NON-DISCLOSURE AGREEMENT
Otherchess Beta Testing Program
IMPORTANT: This Non-Disclosure Agreement (NDA) is required for participation in the Otherchess beta testing program. By signing this agreement, you acknowledge that you have read, understood, and agree to be bound by its terms.
1. PARTIES
1.1 Disclosing Party: Michael Trestman, an individual doing business as Otherchess (incorporation pending).
1.2 Receiving Party: The individual user accessing the Otherchess beta testing program ("Receiving Party").
2. PURPOSE
2.1 The Receiving Party wishes to participate in the beta testing program for "Otherchess," an innovative expansion chess variant game currently in development and patent pending.
2.2 In connection with this beta testing, the Disclosing Party may disclose to the Receiving Party certain confidential and proprietary information.
3. DEFINITION OF CONFIDENTIAL INFORMATION
3.1 "Confidential Information" means any and all information disclosed by the Disclosing Party to the Receiving Party, either directly or indirectly, in writing, orally, or by inspection of tangible objects, which is designated as "Confidential," "Proprietary," or some similar designation, or which should reasonably be understood to be confidential given the nature of the information and the circumstances of disclosure.

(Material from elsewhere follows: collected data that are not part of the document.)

mod bytes;
mod json;
mod payload;
mod registry;
mod text;

pub use bytes::BytesConverter;
pub use json::{EmptyToJsonConverter, FormToJsonConverter, JsonConverter, StringToJsonConverter};
pub use payload::{Payload, PayloadType};
pub use registry::{ConverterNotFoundError, ConverterRegistry};
pub use text::StringConverter;

use auto_impl::auto_impl;
use serde_json::Error as JsonError;
use std::{fmt::Debug, string::FromUtf8Error};
use thiserror::Error;

/// 载荷转换器
///
/// 转换器是无状态的，按照（请求载荷类型，响应载荷类型）注册到 [`ConverterRegistry`] 中。
/// 请求载荷缺失时应当视为空请求体，响应体缺失时应当返回 `None`，两种情况都不应返回错误。
#[auto_impl(&, Box, Arc)]
pub trait Converter: Debug + Send + Sync {
    /// 将请求载荷转换为请求体
    fn convert_request(&self, body: Option<&Payload>) -> Result<Vec<u8>, ConvertError>;

    /// 将响应体转换为响应载荷
    fn convert_response(&self, raw: Option<&[u8]>) -> Result<Option<Payload>, ConvertError>;

    /// 请求体的 Content-Type
    fn content_type(&self) -> Option<&str>;

    /// 期望的响应 Accept
    fn accept(&self) -> Option<&str>;
}

/// 载荷转换错误
#[derive(Error, Debug)]
#[non_exhaustive]
pub enum ConvertError {
    /// 载荷类型与转换器不匹配
    #[error("unexpected payload: expected {expected}, found {found}")]
    UnexpectedPayload {
        /// 转换器期望的载荷类型
        expected: PayloadType,
        /// 实际的载荷类型
        found: PayloadType,
    },

    /// JSON 序列化或反序列化失败
    #[error("json error: {0}")]
    Json(#[from] JsonError),

    /// 响应体不是合法的 UTF-8 文本
    #[error("invalid utf-8 text: {0}")]
    Utf8(#[from] FromUtf8Error),
}

impl ConvertError {
    #[inline]
    pub(crate) fn unexpected(expected: PayloadType, found: &Payload) -> Self {
        Self::UnexpectedPayload {
            expected,
            found: found.payload_type(),
        }
    }
}

pub(crate) const TEXT_PLAIN_UTF_8: &str = "text/plain; charset=utf-8";
pub(crate) const APPLICATION_JSON_UTF_8: &str = "application/json; charset=utf-8";
pub(crate) const APPLICATION_WWW_FORM_URLENCODED: &str = "application/x-www-form-urlencoded";
pub(crate) const APPLICATION_OCTET_STREAM: &str = "application/octet-stream";
pub(crate) const ANY: &str = "*/*";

3.2 Confidential Information includes, but is not limited to:
  • Game mechanics, rules, and gameplay systems
  • Board layouts, piece movements, and strategic elements
  • User interface designs and user experience features
  • Technical architecture and implementation details
  • Business plans, marketing strategies, and financial information
  • Patent applications and intellectual property details
  • Beta testing feedback and improvement suggestions
  • Any other information marked as confidential or proprietary
4. NON-USE AND NON-DISCLOSURE
4.1 The Receiving Party agrees not to use the Confidential Information for any purpose other than participating in the beta testing program.
4.2 The Receiving Party agrees not to disclose the Confidential Information to any third party without the prior written consent of the Disclosing Party.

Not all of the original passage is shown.